2014年8月24日日曜日

ローレンス・ブロック/倒錯の舞踏

アメリカの小説家による探偵小説。
原作は「A Dance at the Slaughterhouse」で1991年の作品。アメリカ探偵作家クラブのエドガー賞を取っている。
マット・スカダーシリーズの第9作目、以前紹介した「八百万の死にざま」は第5作目だった。向こうはハヤカワだったけど、こっちは二見書房。というかスカだーシリーズは基本二見書房が出しているっぽいね。「八百万〜」が例外なのかも。

ニューヨークで無許可の探偵業を営むマット(マシュウ)・スカダー。元警官だがとある事件を切っ掛けに職を辞し、アルコールに溺れ家族を失う。今はAA(=断酒会)に通い酒を断っている。ある夫婦が帰宅途中に強盗に教われ妻は殺され、夫は怪我を負った事件が発生。女性の兄である男性から生き残った夫が真犯人であるという証拠をつかんでほしいという依頼を受けたスカダー。被疑者に接近すべく向かったボクシング会場で見覚えのある男性を見かけたスカダー。どうしても頭から離れなかったその男は、かつてスナッフフィルムで見た殺人者ではないだろうか?スカダーは依頼人もいないその事件の捜査を単独で開始する。

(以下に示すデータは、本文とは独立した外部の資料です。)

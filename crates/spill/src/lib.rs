//! Spilling of in-memory shuffle buffers to disk.
//!
//! A producer hands batches of [Buffer]s to a [MemoryDataSpiller], which
//! appends them to a single file as self-describing frames (see [frame]) on
//! a background thread.  For every buffer, the spiller reports a
//! [SpilledBuffer] that says where its frame starts, so that a reader can
//! later fetch it back with [read_frame_at].
//!
//! ```no_run
//! use std::fs::OpenOptions;
//! use shuffle_spill::{
//!     Buffer, BufferWithIdentity, DataType, FreeingBufferRecycler, MemoryDataSpiller,
//!     MemorySegment, SpillRequest,
//! };
//!
//! let file = OpenOptions::new().create(true).read(true).write(true).open("shuffle.data")?;
//! let spiller = MemoryDataSpiller::new(file)?;
//!
//! let segment = MemorySegment::from_vec(b"hello".to_vec());
//! let buffer = Buffer::new(segment, FreeingBufferRecycler::shared(), DataType::DataBuffer, 5)?;
//! let request = SpillRequest::new(vec![BufferWithIdentity::new(buffer, 0, 0)]);
//! let spilled = spiller.spill(request).wait()?;
//! assert_eq!(spilled[0].file_offset, 0);
//! # Ok::<(), Box<dyn std::error::Error>>(())
//! ```

pub mod buffer;
pub mod config;
pub mod error;
pub mod file;
pub mod frame;
pub mod metrics;
pub mod request;
pub mod spiller;


pub use buffer::{Buffer, BufferRecycler, DataType, FreeingBufferRecycler, MemorySegment};
pub use config::SpillerConfig;
pub use error::{FrameError, SpillError};
pub use file::{MemoryFile, SpillFile};
pub use frame::{
    encode, read_frame, read_frame_at, read_header, skip_frame, write_frame, EncodedFrame,
    FrameHeader, HEADER_LENGTH, MAX_PAYLOAD_LENGTH,
};
pub use request::{BufferWithIdentity, SpillRequest, SpilledBuffer};
pub use spiller::{MemoryDataSpiller, SpillFuture};
//! Outputs the spiller can append frames to.
//!
//! The spiller only needs positioned writes, because it is the sole writer
//! of its output and tracks the write cursor itself.  Readers may have the
//! same file open and keep their own positions.

use std::fs::File;
use std::io::{self, ErrorKind, IoSlice};
use std::sync::{Arc, Mutex};

/// A file that spilled frames are appended to.
pub trait SpillFile: Send + 'static {
    /// Returns the current length of the file in bytes.
    fn len(&self) -> io::Result<u64>;

    /// Writes `bufs`, in order, at byte `offset`.  Returns the number of
    /// bytes written, which may be less than the total length of `bufs`.
    fn write_vectored_at(&mut self, bufs: &[IoSlice<'_>], offset: u64) -> io::Result<usize>;

    /// Shrinks or extends the file to exactly `len` bytes.
    fn truncate(&mut self, len: u64) -> io::Result<()>;

    /// Flushes written data to stable storage.
    fn sync(&mut self) -> io::Result<()>;
}

impl SpillFile for File {
    fn len(&self) -> io::Result<u64> {
        Ok(self.metadata()?.len())
    }

    fn write_vectored_at(&mut self, bufs: &[IoSlice<'_>], offset: u64) -> io::Result<usize> {
        pwritev_at(self, bufs, offset)
    }

    fn truncate(&mut self, len: u64) -> io::Result<()> {
        self.set_len(len)
    }

    fn sync(&mut self) -> io::Result<()> {
        self.sync_data()
    }
}

/// A file that the caller keeps open alongside the spiller, for example to
/// read spilled frames back.  Dropping the spiller only drops its own
/// reference.
impl SpillFile for Arc<File> {
    fn len(&self) -> io::Result<u64> {
        Ok(self.metadata()?.len())
    }

    fn write_vectored_at(&mut self, bufs: &[IoSlice<'_>], offset: u64) -> io::Result<usize> {
        pwritev_at(self, bufs, offset)
    }

    fn truncate(&mut self, len: u64) -> io::Result<()> {
        self.set_len(len)
    }

    fn sync(&mut self) -> io::Result<()> {
        self.sync_data()
    }
}

#[cfg(target_family = "unix")]
fn pwritev_at(file: &File, bufs: &[IoSlice<'_>], offset: u64) -> io::Result<usize> {
    use nix::sys::uio::pwritev;
    Ok(pwritev(file, bufs, offset as nix::libc::off_t)?)
}

#[cfg(not(target_family = "unix"))]
fn pwritev_at(mut file: &File, bufs: &[IoSlice<'_>], offset: u64) -> io::Result<usize> {
    use std::io::{Seek, SeekFrom, Write};
    file.seek(SeekFrom::Start(offset))?;
    file.write_vectored(bufs)
}

/// An in-memory [SpillFile].  Clones share the same contents.
#[derive(Clone, Debug, Default)]
pub struct MemoryFile {
    data: Arc<Mutex<Vec<u8>>>,
}

impl MemoryFile {
    pub fn new() -> Self {
        Self::default()
    }

    /// Creates a file that already holds `data`.
    pub fn with_contents(data: Vec<u8>) -> Self {
        Self {
            data: Arc::new(Mutex::new(data)),
        }
    }

    /// Returns a copy of the file's contents.
    pub fn contents(&self) -> Vec<u8> {
        self.data.lock().unwrap().clone()
    }
}

impl SpillFile for MemoryFile {
    fn len(&self) -> io::Result<u64> {
        Ok(self.data.lock().unwrap().len() as u64)
    }

    fn write_vectored_at(&mut self, bufs: &[IoSlice<'_>], offset: u64) -> io::Result<usize> {
        let mut data = self.data.lock().unwrap();
        let mut position = offset as usize;
        for buf in bufs {
            let end = position + buf.len();
            if data.len() < end {
                data.resize(end, 0);
            }
            data[position..end].copy_from_slice(buf);
            position = end;
        }
        Ok(position - offset as usize)
    }

    fn truncate(&mut self, len: u64) -> io::Result<()> {
        self.data.lock().unwrap().resize(len as usize, 0);
        Ok(())
    }

    fn sync(&mut self) -> io::Result<()> {
        Ok(())
    }
}

/// Writes all of `bufs` at `offset`, retrying short writes.
///
/// `written` is advanced by every byte that reaches the file, so on error it
/// tells how much of `bufs` was written before the failure.
pub fn write_all_vectored_at<F>(
    file: &mut F,
    mut bufs: &mut [IoSlice<'_>],
    offset: u64,
    written: &mut u64,
) -> io::Result<()>
where
    F: SpillFile + ?Sized,
{
    let mut remaining = bufs.iter().map(|buf| buf.len() as u64).sum::<u64>();
    let start = *written;
    while remaining > 0 {
        match file.write_vectored_at(bufs, offset + (*written - start)) {
            Ok(0) => {
                return Err(io::Error::new(
                    ErrorKind::WriteZero,
                    "failed to write whole buffer",
                ))
            }
            Ok(n) => {
                *written += n as u64;
                remaining -= n as u64;
                IoSlice::advance_slices(&mut bufs, n);
            }
            Err(error) if error.kind() == ErrorKind::Interrupted => (),
            Err(error) => return Err(error),
        }
    }
    Ok(())
}
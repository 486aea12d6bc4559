//! Inference endpoints: forward chaining and the interactive backward
//! search.
//!
//! Backward chaining spans several requests: `start` opens the search and
//! runs until the engine either settles or suspends with facts to confirm;
//! `continue` feeds the user's answers back and resumes. Between those
//! requests the engine's frame stack sits untouched inside the session's
//! reasoning state.

use axum::Json;
use axum::extract::State;
use axum::http::HeaderMap;
use chrono::Utc;
use serde::Deserialize;
use serde_json::{Value, json};
use tracing::info;
use uuid::Uuid;

use crate::application::api::{ApiError, AppState, authorize};
use crate::application::controllers::rule_controller::numbered_rules;
use crate::domain::models::{BackwardResult, BackwardStatus, HistoryRecord, InferenceKind};
use crate::domain::services::ReasoningService;

#[derive(Debug, Deserialize)]
pub struct BackwardStartRequest {
    #[serde(default)]
    pub target: String,
}

#[derive(Debug, Deserialize)]
pub struct BackwardContinueRequest {
    #[serde(default)]
    pub true_facts: Vec<String>,
    #[serde(default)]
    pub false_facts: Vec<String>,
}

/// POST /api/inference/forward
pub async fn forward_inference(
    State(state): State<AppState>,
    headers: HeaderMap,
) -> Result<Json<Value>, ApiError> {
    let session = authorize(&state, &headers).await?;
    let mut reasoning = session.reasoning.lock().await;

    if reasoning.user_facts().is_empty() {
        return Err(ApiError::BadRequest("Add known facts first".to_string()));
    }

    let result = reasoning.run_forward();
    info!(
        username = %session.username,
        conclusions = result.conclusions.len(),
        "forward inference"
    );

    if let Some(conclusion) = result.conclusions.first() {
        state.storage.add_history(HistoryRecord {
            id: Uuid::new_v4().to_string(),
            username: session.username.clone(),
            kind: InferenceKind::Forward,
            facts: reasoning.user_facts().to_vec(),
            conclusion: conclusion.clone(),
            path: reasoning.accumulated_path().to_vec(),
            timestamp: Utc::now(),
        })?;
    }

    Ok(Json(json!({
        "conclusions": result.conclusions,
        "path": reasoning.accumulated_path(),
        "rules": numbered_rules(reasoning.rules()),
        "known_facts": reasoning.user_facts(),
        "derived_facts": reasoning.derived_facts(),
    })))
}

/// POST /api/inference/backward/start
pub async fn start_backward(
    State(state): State<AppState>,
    headers: HeaderMap,
    Json(request): Json<BackwardStartRequest>,
) -> Result<Json<Value>, ApiError> {
    let session = authorize(&state, &headers).await?;
    if request.target.is_empty() {
        return Err(ApiError::BadRequest(
            "Specify a target conclusion".to_string(),
        ));
    }

    let mut reasoning = session.reasoning.lock().await;
    let result = reasoning.start_backward(&request.target);
    step_response(
        &state,
        &session.username,
        &request.target,
        &reasoning,
        result,
    )
}

/// POST /api/inference/backward/continue
pub async fn continue_backward(
    State(state): State<AppState>,
    headers: HeaderMap,
    Json(request): Json<BackwardContinueRequest>,
) -> Result<Json<Value>, ApiError> {
    let session = authorize(&state, &headers).await?;
    let mut reasoning = session.reasoning.lock().await;

    let target = reasoning
        .backward_target()
        .map(str::to_string)
        .ok_or_else(|| ApiError::BadRequest("No backward search in progress".to_string()))?;
    let result = reasoning.continue_backward(&request.true_facts, &request.false_facts)?;
    step_response(&state, &session.username, &target, &reasoning, result)
}

/// Render one backward step in the shape the frontend consumes, recording
/// a history entry when the goal was proved.
fn step_response(
    state: &AppState,
    username: &str,
    target: &str,
    reasoning: &ReasoningService,
    result: BackwardResult,
) -> Result<Json<Value>, ApiError> {
    let mut response = json!({
        "path": reasoning.accumulated_path(),
        "rules": numbered_rules(reasoning.rules()),
        "known_facts": reasoning.user_facts(),
        "derived_facts": reasoning.derived_facts(),
        "target": target,
    });

    match result.status {
        BackwardStatus::Proved => {
            info!(username = %username, target = %target, "backward goal proved");
            response["status"] = json!("success");
            response["message"] = json!(format!("Goal '{target}' proved"));
            state.storage.add_history(HistoryRecord {
                id: Uuid::new_v4().to_string(),
                username: username.to_string(),
                kind: InferenceKind::Backward,
                facts: reasoning.user_facts().to_vec(),
                conclusion: target.to_string(),
                path: reasoning.accumulated_path().to_vec(),
                timestamp: Utc::now(),
            })?;
        }
        BackwardStatus::Refuted => {
            response["status"] = json!("failed");
            response["message"] = json!(format!("Goal '{target}' could not be proved"));
        }
        BackwardStatus::NeedsFacts => {
            let user_facts = reasoning.user_facts();
            let pending: Vec<&String> = result
                .facts
                .iter()
                .filter(|&fact| !user_facts.contains(fact))
                .collect();
            response["status"] = json!("query");
            response["query_facts"] = json!(pending);
            response["message"] = json!("Confirmation needed for the listed facts");
        }
    }

    Ok(Json(response))
}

「八百万の死にざま」では常にアルコールの誘惑に頭輪悩まされていたスカダーで、探偵小説と言っても犯罪そのものよりもスカダー個人の葛藤にフォーカスが当てられていたように思う。結果凄まじく内省的で陰鬱なハードボイルドの名作が誕生した訳なのだが、今作はスカダーはアルコールへの特別な感情はあるものの(未練とは少し違うと感じた。)、酒は完全に断っている。アル中は決して治らないと聞いたことがある(嘘か本当かは分からない。)が、スカダーは自身がアル中であることを受けいれなんとか世界と折り合いを付けつつ毎日を生きているようだ。その分今作では犯罪そのもののに焦点が当てられ、読み物としては圧倒的に読みやすいものになっていると思う。
スナッフフィルムというと現代においてはある種都市伝説みたいなものだが(話にはよく出るが実物を見たものがいないという意味合いで。(存在しないとは決して思わないが。))、それを上手く事件の発端に使い、スカダー(と読者は)はそれに導かれるように都会の暗部に潜むどす黒い犯罪に沈み込んでいく。この事件の特徴として依頼が存在しないのだが、だれにも知られない犯罪を免許を持たない孤独な探偵が暴いていく、という構図が既に格好いいではないか。
探偵は警察と違う。しかしアメリカでは一般人でも銃をもつことが出来るから、我が国ほど両者の違いは明確ではないが(現実では全く違うことは勿論だからあくまでもフィクションとして。)、「八百万の死にざま」では探偵スカダーは警察官でいられなくなったアウトサイダーだったが、本作ではちょっとその役割が異なる。社会の絶対的善である警察組織が明白に存在する悪に対して無力になったとき、全く立場の違う第三者がことを収める、今作ではそんなグレーな役割が探偵という職業にふられている。面白いのがスカダーのキャラクターで、ハードボイルドな殺し屋にしては年を取りすぎているし、酒は(飲み見たいのに)飲めない、もてはするのだろうが恋人の様な関係の様な女性がいるし、なによりそういった役割を勤めるには人が良すぎるし温厚すぎる。しかし、だからこそスカダーが後半下す判断に一般人である我々が共感できるのである。ある意味敢えて法に背いて悪人を裁くバットマン的な世界観であるのだが、ダークヒーローと呼ぶにはあまりにも普遍的なおじさんがその役割を悩みつつなんとかこなしていく物語である。しかし結果的に物語を湿っぽく感傷的なものにさせないローレンス・ブロックの筆致、そして物語の構成力というのは中々どうしてすごいものだなと、読み終えて改めて気づいた。

この物語を含めて次作、それからその次作の3冊で倒錯三部作というらしい。今作が面白かったので、是非次の作品をと思ったら絶版になっていたという。なんか最近このパターン多い…仕方なく同じブロックの「殺し屋」を買ったんだけど、伊坂幸太郎さんの推薦が書かれた帯がついていた。伊坂さんは押しも推されぬ人気作家だけど、そんな彼のお気に入りの作家でも本では絶版になっているのだから、なんだか悲しい気持ちになるね。
とまあ愚痴みたいになってしまいましたが、非常に面白いハードボイルド。ブロック読みたい人は「八百万〜」よりまずこちらの方が良いかも。オススメ。